┌─ AVAILABLE DATA

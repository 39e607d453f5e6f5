use std::net::SocketAddr;
use std::sync::atomic::{AtomicU64, Ordering};
use std::sync::Arc;

use async_trait::async_trait;
use serde::{Deserialize, Serialize};

use crate::errors::{Error, Result};
use crate::module::data::{Data, Item, Request, Response};
use crate::module::mid::{Mid, ModuleType};

/// Snapshot of a module's call counters
#[derive(Debug, Clone, Copy, Default, PartialEq, Eq, Serialize, Deserialize)]
pub struct Counts {
    pub called: u64,
    pub accepted: u64,
    pub completed: u64,
    pub handling: u64,
}

/// Load-balancing score of a counter snapshot; lower is preferred
pub type CalculateScore = fn(&Counts) -> u64;

/// Default score: in-flight work weighs most, then completed, accepted and
/// raw call counts
pub fn calculate_score_simple(counts: &Counts) -> u64 {
    counts.called
        + (counts.accepted << 1)
        + (counts.completed << 2)
        + (counts.handling << 4)
}

/// Per-module report used in scheduler summaries
#[derive(Debug, Clone, PartialEq, Eq, Serialize, Deserialize)]
pub struct ModuleSummary {
    pub id: Mid,
    pub called: u64,
    pub accepted: u64,
    pub completed: u64,
    pub handling: u64,
}

/// Identity and counters shared by every module implementation
pub struct ModuleBase {
    mid: Mid,
    module_type: ModuleType,
    addr: Option<SocketAddr>,
    score: AtomicU64,
    score_calculator: CalculateScore,
    called: AtomicU64,
    accepted: AtomicU64,
    completed: AtomicU64,
    handling: AtomicU64,
}

impl ModuleBase {
    /// Create the base for a module with the given ID. Falls back to
    /// `calculate_score_simple` when no calculator is given.
    pub fn new(mid: Mid, score_calculator: Option<CalculateScore>) -> Result<Self> {
        let (module_type, _, addr) = mid.split()?;
        Ok(Self {
            mid,
            module_type,
            addr,
            score: AtomicU64::new(0),
            score_calculator: score_calculator.unwrap_or(calculate_score_simple),
            called: AtomicU64::new(0),
            accepted: AtomicU64::new(0),
            completed: AtomicU64::new(0),
            handling: AtomicU64::new(0),
        })
    }

    pub fn id(&self) -> &Mid {
        &self.mid
    }

    /// Category encoded in the module ID
    pub fn module_type(&self) -> ModuleType {
        self.module_type
    }

    pub fn addr(&self) -> Option<SocketAddr> {
        self.addr
    }

    pub fn score(&self) -> u64 {
        self.score.load(Ordering::Acquire)
    }

    pub fn set_score(&self, score: u64) {
        self.score.store(score, Ordering::Release);
    }

    pub fn score_calculator(&self) -> CalculateScore {
        self.score_calculator
    }

    /// Recompute the score from a fresh counter snapshot. Returns whether it
    /// changed.
    pub fn refresh_score(&self) -> bool {
        let new_score = (self.score_calculator)(&self.counts());
        self.score.swap(new_score, Ordering::AcqRel) != new_score
    }

    pub fn incr_called(&self) {
        self.called.fetch_add(1, Ordering::AcqRel);
    }

    pub fn incr_accepted(&self) {
        self.accepted.fetch_add(1, Ordering::AcqRel);
    }

    pub fn incr_completed(&self) {
        self.completed.fetch_add(1, Ordering::AcqRel);
    }

    /// Count one call as in flight until the returned guard is dropped
    pub fn start_handling(&self) -> HandlingGuard<'_> {
        self.handling.fetch_add(1, Ordering::AcqRel);
        HandlingGuard { base: self }
    }

    pub fn handling(&self) -> u64 {
        self.handling.load(Ordering::Acquire)
    }

    pub fn counts(&self) -> Counts {
        Counts {
            called: self.called.load(Ordering::Acquire),
            accepted: self.accepted.load(Ordering::Acquire),
            completed: self.completed.load(Ordering::Acquire),
            handling: self.handling.load(Ordering::Acquire),
        }
    }

    /// Reset every counter except the in-flight count
    pub fn clear(&self) {
        self.called.store(0, Ordering::Release);
        self.accepted.store(0, Ordering::Release);
        self.completed.store(0, Ordering::Release);
    }

    pub fn summary(&self) -> ModuleSummary {
        let counts = self.counts();
        ModuleSummary {
            id: self.mid.clone(),
            called: counts.called,
            accepted: counts.accepted,
            completed: counts.completed,
            handling: counts.handling,
        }
    }
}

impl std::fmt::Debug for ModuleBase {
    fn fmt(&self, f: &mut std::fmt::Formatter<'_>) -> std::fmt::Result {
        f.debug_struct("ModuleBase")
            .field("mid", &self.mid)
            .field("score", &self.score())
            .field("counts", &self.counts())
            .finish()
    }
}

/// Decrements the in-flight count on drop
#[derive(Debug)]
pub struct HandlingGuard<'a> {
    base: &'a ModuleBase,
}

impl Drop for HandlingGuard<'_> {
    fn drop(&mut self) {
        self.base.handling.fetch_sub(1, Ordering::AcqRel);
    }
}

/// Common surface of every crawl module
pub trait Module: Send + Sync {
    fn base(&self) -> &ModuleBase;

    fn id(&self) -> &Mid {
        self.base().id()
    }

    fn counts(&self) -> Counts {
        self.base().counts()
    }

    fn score(&self) -> u64 {
        self.base().score()
    }

    fn set_score(&self, score: u64) {
        self.base().set_score(score)
    }

    fn summary(&self) -> ModuleSummary {
        self.base().summary()
    }
}

/// Fetches requests
#[async_trait]
pub trait Downloader: Module {
    async fn download(&self, request: Request) -> Result<Response>;
}

/// Response parsing function: gets the response and its depth
pub type ResponseParser = Arc<dyn Fn(&Response, u32) -> (Vec<Data>, Vec<Error>) + Send + Sync>;

/// Turns responses into follow-up requests and items
#[async_trait]
pub trait Analyzer: Module {
    /// Configured response parsers
    fn parsers(&self) -> Vec<ResponseParser>;

    async fn analyze(&self, response: Response) -> (Vec<Data>, Vec<Error>);
}

/// Item processing step: returns the (possibly rewritten) item
pub type ItemProcessor = Arc<dyn Fn(Item) -> Result<Item> + Send + Sync>;

/// Consumes items
#[async_trait]
pub trait Pipeline: Module {
    /// Configured item processors, in order
    fn processors(&self) -> Vec<ItemProcessor>;

    /// Whether a failing processor stops the rest for that item
    fn fail_fast(&self) -> bool;

    fn set_fail_fast(&self, fail_fast: bool);

    async fn send(&self, item: Item) -> Vec<Error>;
}

/// A registered module instance, tagged with its runtime category
#[derive(Clone)]
pub enum ModuleHandle {
    Downloader(Arc<dyn Downloader>),
    Analyzer(Arc<dyn Analyzer>),
    Pipeline(Arc<dyn Pipeline>),
}

impl ModuleHandle {
    /// Runtime category, from the variant rather than the ID
    pub fn module_type(&self) -> ModuleType {
        match self {
            Self::Downloader(_) => ModuleType::Downloader,
            Self::Analyzer(_) => ModuleType::Analyzer,
            Self::Pipeline(_) => ModuleType::Pipeline,
        }
    }

    pub fn base(&self) -> &ModuleBase {
        match self {
            Self::Downloader(m) => m.base(),
            Self::Analyzer(m) => m.base(),
            Self::Pipeline(m) => m.base(),
        }
    }

    pub fn id(&self) -> &Mid {
        self.base().id()
    }

    pub fn as_downloader(&self) -> Option<&Arc<dyn Downloader>> {
        match self {
            Self::Downloader(m) => Some(m),
            _ => None,
        }
    }

    pub fn as_analyzer(&self) -> Option<&Arc<dyn Analyzer>> {
        match self {
            Self::Analyzer(m) => Some(m),
            _ => None,
        }
    }

    pub fn as_pipeline(&self) -> Option<&Arc<dyn Pipeline>> {
        match self {
            Self::Pipeline(m) => Some(m),
            _ => None,
        }
    }
}

impl std::fmt::Debug for ModuleHandle {
    fn fmt(&self, f: &mut std::fmt::Formatter<'_>) -> std::fmt::Result {
        write!(f, "{}({})", self.module_type(), self.id())
    }
}

impl From<Arc<dyn Downloader>> for ModuleHandle {
    fn from(module: Arc<dyn Downloader>) -> Self {
        Self::Downloader(module)
    }
}

impl From<Arc<dyn Analyzer>> for ModuleHandle {
    fn from(module: Arc<dyn Analyzer>) -> Self {
        Self::Analyzer(module)
    }
}

impl From<Arc<dyn Pipeline>> for ModuleHandle {
    fn from(module: Arc<dyn Pipeline>) -> Self {
        Self::Pipeline(module)
    }
}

└─

§ **PROBLEM STATEMENT**: An exact copy of the lines above, from the one containing "use std::sync::Arc;" down to the one containing "(counts.completed << 2)" and including both, is the whole answer; retype it and nothing else.

§ **REPLY TO THE EXERCISE**:
use std::sync::Arc;

use async_trait::async_trait;
use serde::{Deserialize, Serialize};

use crate::errors::{Error, Result};
use crate::module::data::{Data, Item, Request, Response};
use crate::module::mid::{Mid, ModuleType};

/// Snapshot of a module's call counters
#[derive(Debug, Clone, Copy, Default, PartialEq, Eq, Serialize, Deserialize)]
pub struct Counts {
    pub called: u64,
    pub accepted: u64,
    pub completed: u64,
    pub handling: u64,
}

/// Load-balancing score of a counter snapshot; lower is preferred
pub type CalculateScore = fn(&Counts) -> u64;

/// Default score: in-flight work weighs most, then completed, accepted and
/// raw call counts
pub fn calculate_score_simple(counts: &Counts) -> u64 {
    counts.called
        + (counts.accepted << 1)
        + (counts.completed << 2)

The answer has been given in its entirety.